How to complete this task: Set out exactly every line of the entries below, starting at the line that holds "fn hmac_sha256(key: &[u8], chunks: &[&[u8]])" and stopping after the line that holds "pub fn sign(msg: &[u8], secret: &SecretKey)".

(Collected data)
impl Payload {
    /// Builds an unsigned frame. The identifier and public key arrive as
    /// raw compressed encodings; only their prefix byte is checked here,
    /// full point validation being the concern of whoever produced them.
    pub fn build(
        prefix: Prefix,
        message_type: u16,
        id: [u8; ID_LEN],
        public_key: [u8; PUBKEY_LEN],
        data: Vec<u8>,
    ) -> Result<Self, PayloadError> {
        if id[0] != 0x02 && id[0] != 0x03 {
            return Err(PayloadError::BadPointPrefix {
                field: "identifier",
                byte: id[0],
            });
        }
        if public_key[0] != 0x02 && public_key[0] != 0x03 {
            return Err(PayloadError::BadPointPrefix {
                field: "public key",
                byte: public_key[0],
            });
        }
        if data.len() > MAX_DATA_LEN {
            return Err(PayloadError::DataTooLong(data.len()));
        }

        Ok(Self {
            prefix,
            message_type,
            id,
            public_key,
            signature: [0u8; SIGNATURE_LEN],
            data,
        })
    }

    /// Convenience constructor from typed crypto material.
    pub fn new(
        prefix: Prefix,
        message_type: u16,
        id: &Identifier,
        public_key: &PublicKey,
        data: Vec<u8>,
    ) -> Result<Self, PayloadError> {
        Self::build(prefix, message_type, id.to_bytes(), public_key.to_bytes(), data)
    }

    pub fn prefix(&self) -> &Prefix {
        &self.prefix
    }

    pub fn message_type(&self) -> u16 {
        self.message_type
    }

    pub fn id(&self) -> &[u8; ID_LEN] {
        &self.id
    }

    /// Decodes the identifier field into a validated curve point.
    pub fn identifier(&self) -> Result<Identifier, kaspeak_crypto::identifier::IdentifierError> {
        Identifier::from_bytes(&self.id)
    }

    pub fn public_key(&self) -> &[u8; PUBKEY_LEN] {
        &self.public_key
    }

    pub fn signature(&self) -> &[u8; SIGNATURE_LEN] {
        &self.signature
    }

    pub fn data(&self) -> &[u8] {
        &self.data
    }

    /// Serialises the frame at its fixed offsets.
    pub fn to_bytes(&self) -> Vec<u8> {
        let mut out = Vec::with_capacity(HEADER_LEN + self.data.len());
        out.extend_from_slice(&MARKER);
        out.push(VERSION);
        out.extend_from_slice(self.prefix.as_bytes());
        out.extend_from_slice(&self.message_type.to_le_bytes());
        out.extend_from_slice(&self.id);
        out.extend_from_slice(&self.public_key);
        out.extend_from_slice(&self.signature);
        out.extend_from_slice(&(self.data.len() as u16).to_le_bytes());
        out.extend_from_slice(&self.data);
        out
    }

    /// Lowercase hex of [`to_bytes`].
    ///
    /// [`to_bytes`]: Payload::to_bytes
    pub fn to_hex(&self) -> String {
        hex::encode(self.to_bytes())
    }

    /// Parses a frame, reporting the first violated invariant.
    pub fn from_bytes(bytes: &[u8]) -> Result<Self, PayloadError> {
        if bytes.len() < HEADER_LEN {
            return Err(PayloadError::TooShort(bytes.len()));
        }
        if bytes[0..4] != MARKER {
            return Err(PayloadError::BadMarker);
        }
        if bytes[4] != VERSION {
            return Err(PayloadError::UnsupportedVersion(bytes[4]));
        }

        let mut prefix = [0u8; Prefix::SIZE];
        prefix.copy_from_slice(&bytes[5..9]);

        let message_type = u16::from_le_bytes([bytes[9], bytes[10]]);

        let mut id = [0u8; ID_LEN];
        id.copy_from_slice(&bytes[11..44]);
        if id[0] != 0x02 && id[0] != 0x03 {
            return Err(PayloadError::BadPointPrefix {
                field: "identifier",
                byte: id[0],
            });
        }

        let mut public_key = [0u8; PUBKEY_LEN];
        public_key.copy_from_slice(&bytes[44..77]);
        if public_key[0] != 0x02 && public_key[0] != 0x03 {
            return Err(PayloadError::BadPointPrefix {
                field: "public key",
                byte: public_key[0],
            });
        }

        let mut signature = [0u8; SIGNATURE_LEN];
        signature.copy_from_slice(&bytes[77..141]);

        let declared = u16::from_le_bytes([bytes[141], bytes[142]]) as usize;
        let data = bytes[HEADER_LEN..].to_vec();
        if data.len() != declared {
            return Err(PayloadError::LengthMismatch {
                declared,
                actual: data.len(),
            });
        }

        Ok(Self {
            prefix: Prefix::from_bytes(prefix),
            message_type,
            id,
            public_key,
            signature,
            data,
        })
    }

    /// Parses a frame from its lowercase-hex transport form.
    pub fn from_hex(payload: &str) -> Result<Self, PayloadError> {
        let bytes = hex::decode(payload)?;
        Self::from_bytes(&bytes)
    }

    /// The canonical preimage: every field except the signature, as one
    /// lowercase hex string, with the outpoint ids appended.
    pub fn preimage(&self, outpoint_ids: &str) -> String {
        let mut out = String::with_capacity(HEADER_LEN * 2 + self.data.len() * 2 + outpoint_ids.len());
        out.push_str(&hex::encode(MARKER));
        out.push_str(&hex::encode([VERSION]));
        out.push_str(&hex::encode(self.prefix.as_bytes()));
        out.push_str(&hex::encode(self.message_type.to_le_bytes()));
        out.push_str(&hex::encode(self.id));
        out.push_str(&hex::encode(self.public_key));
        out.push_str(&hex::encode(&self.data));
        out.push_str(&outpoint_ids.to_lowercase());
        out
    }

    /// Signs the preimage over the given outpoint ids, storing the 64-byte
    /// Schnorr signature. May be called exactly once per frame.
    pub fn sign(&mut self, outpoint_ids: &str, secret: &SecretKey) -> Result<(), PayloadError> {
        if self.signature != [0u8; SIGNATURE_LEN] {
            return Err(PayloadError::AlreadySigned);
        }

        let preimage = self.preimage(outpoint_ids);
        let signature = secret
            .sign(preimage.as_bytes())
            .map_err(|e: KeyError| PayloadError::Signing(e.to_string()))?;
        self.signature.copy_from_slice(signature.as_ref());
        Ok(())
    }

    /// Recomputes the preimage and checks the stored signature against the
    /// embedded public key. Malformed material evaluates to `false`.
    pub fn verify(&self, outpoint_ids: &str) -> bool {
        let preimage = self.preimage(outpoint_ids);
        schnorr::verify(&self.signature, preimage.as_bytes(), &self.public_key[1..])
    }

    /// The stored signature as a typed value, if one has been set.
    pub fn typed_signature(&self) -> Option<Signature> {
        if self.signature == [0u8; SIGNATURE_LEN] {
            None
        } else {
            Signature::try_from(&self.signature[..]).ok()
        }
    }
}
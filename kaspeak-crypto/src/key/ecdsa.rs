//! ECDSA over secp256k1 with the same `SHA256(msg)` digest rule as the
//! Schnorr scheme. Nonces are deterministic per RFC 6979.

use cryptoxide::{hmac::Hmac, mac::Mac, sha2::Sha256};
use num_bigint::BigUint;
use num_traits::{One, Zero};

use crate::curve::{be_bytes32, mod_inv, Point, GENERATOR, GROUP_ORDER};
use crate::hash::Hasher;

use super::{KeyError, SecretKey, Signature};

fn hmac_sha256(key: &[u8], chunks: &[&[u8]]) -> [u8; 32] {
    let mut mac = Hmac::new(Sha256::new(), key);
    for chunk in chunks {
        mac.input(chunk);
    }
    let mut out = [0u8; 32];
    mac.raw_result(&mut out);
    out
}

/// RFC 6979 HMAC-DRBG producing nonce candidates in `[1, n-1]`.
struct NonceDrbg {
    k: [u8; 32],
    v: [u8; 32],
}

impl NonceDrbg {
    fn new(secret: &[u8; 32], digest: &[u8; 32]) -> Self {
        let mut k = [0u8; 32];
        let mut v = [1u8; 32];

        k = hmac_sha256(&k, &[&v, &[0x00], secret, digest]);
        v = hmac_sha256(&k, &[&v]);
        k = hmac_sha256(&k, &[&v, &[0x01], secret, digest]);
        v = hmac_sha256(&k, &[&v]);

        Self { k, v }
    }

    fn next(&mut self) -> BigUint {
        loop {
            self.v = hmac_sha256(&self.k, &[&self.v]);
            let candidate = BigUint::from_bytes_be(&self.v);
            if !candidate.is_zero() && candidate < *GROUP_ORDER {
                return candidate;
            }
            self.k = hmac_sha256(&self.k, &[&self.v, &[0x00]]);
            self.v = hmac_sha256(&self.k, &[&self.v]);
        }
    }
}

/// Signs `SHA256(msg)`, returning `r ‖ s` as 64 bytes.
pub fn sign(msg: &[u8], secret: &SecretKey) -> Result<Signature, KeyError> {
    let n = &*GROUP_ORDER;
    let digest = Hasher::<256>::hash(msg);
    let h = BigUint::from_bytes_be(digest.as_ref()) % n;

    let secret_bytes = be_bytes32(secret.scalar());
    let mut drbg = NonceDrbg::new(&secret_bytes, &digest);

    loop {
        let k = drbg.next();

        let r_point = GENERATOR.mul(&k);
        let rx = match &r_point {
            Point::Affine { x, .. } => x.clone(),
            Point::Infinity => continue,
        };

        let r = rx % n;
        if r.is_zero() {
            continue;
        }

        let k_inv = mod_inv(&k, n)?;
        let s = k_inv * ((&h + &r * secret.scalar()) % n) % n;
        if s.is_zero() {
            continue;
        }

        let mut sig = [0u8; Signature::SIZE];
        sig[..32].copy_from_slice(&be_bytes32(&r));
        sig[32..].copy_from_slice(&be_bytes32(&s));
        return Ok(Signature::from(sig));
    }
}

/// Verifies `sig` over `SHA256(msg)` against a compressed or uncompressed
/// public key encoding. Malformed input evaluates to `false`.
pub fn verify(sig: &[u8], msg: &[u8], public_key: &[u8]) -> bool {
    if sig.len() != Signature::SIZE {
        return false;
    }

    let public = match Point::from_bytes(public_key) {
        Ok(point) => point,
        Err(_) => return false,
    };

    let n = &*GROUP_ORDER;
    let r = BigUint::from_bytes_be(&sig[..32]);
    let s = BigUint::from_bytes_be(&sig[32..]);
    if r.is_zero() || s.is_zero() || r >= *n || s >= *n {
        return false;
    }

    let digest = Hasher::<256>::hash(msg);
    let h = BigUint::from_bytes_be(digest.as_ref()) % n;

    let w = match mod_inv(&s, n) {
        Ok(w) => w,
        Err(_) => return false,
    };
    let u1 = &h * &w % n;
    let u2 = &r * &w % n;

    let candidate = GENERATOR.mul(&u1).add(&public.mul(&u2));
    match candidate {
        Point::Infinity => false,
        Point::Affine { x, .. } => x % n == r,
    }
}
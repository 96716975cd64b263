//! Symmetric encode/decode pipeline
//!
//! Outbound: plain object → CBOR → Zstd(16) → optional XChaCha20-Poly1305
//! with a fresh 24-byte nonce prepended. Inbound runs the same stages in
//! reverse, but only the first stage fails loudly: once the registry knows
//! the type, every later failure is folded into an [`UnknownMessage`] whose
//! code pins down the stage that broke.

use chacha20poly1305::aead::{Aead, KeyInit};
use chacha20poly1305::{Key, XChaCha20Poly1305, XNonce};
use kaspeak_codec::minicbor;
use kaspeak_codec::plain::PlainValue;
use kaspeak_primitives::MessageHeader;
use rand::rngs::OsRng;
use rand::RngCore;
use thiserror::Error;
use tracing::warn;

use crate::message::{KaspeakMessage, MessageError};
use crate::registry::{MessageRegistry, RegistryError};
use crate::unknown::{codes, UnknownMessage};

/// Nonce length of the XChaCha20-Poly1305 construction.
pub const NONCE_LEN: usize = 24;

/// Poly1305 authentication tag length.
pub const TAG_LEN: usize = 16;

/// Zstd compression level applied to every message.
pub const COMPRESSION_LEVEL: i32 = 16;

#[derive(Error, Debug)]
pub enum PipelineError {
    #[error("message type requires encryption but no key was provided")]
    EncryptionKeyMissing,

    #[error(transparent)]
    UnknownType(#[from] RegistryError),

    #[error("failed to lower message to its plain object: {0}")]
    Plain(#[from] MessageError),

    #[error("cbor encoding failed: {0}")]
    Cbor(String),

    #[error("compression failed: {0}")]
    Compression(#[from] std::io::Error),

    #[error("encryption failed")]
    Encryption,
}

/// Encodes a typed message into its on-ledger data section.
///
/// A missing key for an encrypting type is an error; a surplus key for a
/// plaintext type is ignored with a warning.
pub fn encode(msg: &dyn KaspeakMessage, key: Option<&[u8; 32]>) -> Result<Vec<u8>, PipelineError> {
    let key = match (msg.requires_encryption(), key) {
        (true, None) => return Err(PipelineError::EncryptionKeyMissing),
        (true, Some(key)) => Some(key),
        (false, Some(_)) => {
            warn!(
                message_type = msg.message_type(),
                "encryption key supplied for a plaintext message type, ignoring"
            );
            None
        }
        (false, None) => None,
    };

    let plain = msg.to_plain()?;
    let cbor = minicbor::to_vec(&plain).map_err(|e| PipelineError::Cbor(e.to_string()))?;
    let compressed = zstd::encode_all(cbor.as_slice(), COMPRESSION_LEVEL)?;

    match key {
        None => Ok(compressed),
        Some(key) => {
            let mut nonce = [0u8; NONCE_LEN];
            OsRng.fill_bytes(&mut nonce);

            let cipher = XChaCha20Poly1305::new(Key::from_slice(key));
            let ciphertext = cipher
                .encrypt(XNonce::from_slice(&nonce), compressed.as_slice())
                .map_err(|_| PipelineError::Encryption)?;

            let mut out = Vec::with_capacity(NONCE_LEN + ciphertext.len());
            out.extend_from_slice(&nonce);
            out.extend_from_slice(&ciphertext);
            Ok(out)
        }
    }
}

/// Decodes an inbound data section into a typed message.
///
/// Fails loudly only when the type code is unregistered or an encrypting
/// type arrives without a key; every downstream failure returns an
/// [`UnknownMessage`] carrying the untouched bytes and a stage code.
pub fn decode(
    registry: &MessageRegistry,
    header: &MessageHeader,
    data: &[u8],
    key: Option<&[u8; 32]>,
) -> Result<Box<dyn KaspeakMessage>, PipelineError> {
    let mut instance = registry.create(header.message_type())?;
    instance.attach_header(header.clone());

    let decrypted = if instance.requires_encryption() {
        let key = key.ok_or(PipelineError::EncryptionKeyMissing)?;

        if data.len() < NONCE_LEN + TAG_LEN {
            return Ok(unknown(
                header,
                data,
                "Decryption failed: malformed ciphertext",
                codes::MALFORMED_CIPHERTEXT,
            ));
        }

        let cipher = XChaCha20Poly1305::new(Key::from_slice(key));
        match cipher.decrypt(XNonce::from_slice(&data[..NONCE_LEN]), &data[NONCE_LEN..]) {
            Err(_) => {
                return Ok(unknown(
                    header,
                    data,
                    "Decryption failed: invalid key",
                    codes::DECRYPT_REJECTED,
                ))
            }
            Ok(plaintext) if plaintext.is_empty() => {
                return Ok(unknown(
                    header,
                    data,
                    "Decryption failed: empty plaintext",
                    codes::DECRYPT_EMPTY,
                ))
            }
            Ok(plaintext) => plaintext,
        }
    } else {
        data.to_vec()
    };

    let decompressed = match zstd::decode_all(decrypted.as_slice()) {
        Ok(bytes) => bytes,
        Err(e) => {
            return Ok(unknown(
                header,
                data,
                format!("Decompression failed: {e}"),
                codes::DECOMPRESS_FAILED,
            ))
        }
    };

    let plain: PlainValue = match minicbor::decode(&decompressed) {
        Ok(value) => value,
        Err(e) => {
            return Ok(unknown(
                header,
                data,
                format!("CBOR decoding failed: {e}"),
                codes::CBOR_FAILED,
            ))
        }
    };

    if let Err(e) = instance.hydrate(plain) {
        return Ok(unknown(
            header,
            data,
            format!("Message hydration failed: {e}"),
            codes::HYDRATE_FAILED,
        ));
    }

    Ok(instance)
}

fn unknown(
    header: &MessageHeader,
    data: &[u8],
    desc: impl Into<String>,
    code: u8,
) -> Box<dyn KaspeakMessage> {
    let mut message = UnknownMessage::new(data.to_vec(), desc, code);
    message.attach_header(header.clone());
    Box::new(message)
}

Expected output:
fn hmac_sha256(key: &[u8], chunks: &[&[u8]]) -> [u8; 32] {
    let mut mac = Hmac::new(Sha256::new(), key);
    for chunk in chunks {
        mac.input(chunk);
    }
    let mut out = [0u8; 32];
    mac.raw_result(&mut out);
    out
}

/// RFC 6979 HMAC-DRBG producing nonce candidates in `[1, n-1]`.
struct NonceDrbg {
    k: [u8; 32],
    v: [u8; 32],
}

impl NonceDrbg {
    fn new(secret: &[u8; 32], digest: &[u8; 32]) -> Self {
        let mut k = [0u8; 32];
        let mut v = [1u8; 32];

        k = hmac_sha256(&k, &[&v, &[0x00], secret, digest]);
        v = hmac_sha256(&k, &[&v]);
        k = hmac_sha256(&k, &[&v, &[0x01], secret, digest]);
        v = hmac_sha256(&k, &[&v]);

        Self { k, v }
    }

    fn next(&mut self) -> BigUint {
        loop {
            self.v = hmac_sha256(&self.k, &[&self.v]);
            let candidate = BigUint::from_bytes_be(&self.v);
            if !candidate.is_zero() && candidate < *GROUP_ORDER {
                return candidate;
            }
            self.k = hmac_sha256(&self.k, &[&self.v, &[0x00]]);
            self.v = hmac_sha256(&self.k, &[&self.v]);
        }
    }
}

/// Signs `SHA256(msg)`, returning `r ‖ s` as 64 bytes.
pub fn sign(msg: &[u8], secret: &SecretKey) -> Result<Signature, KeyError> {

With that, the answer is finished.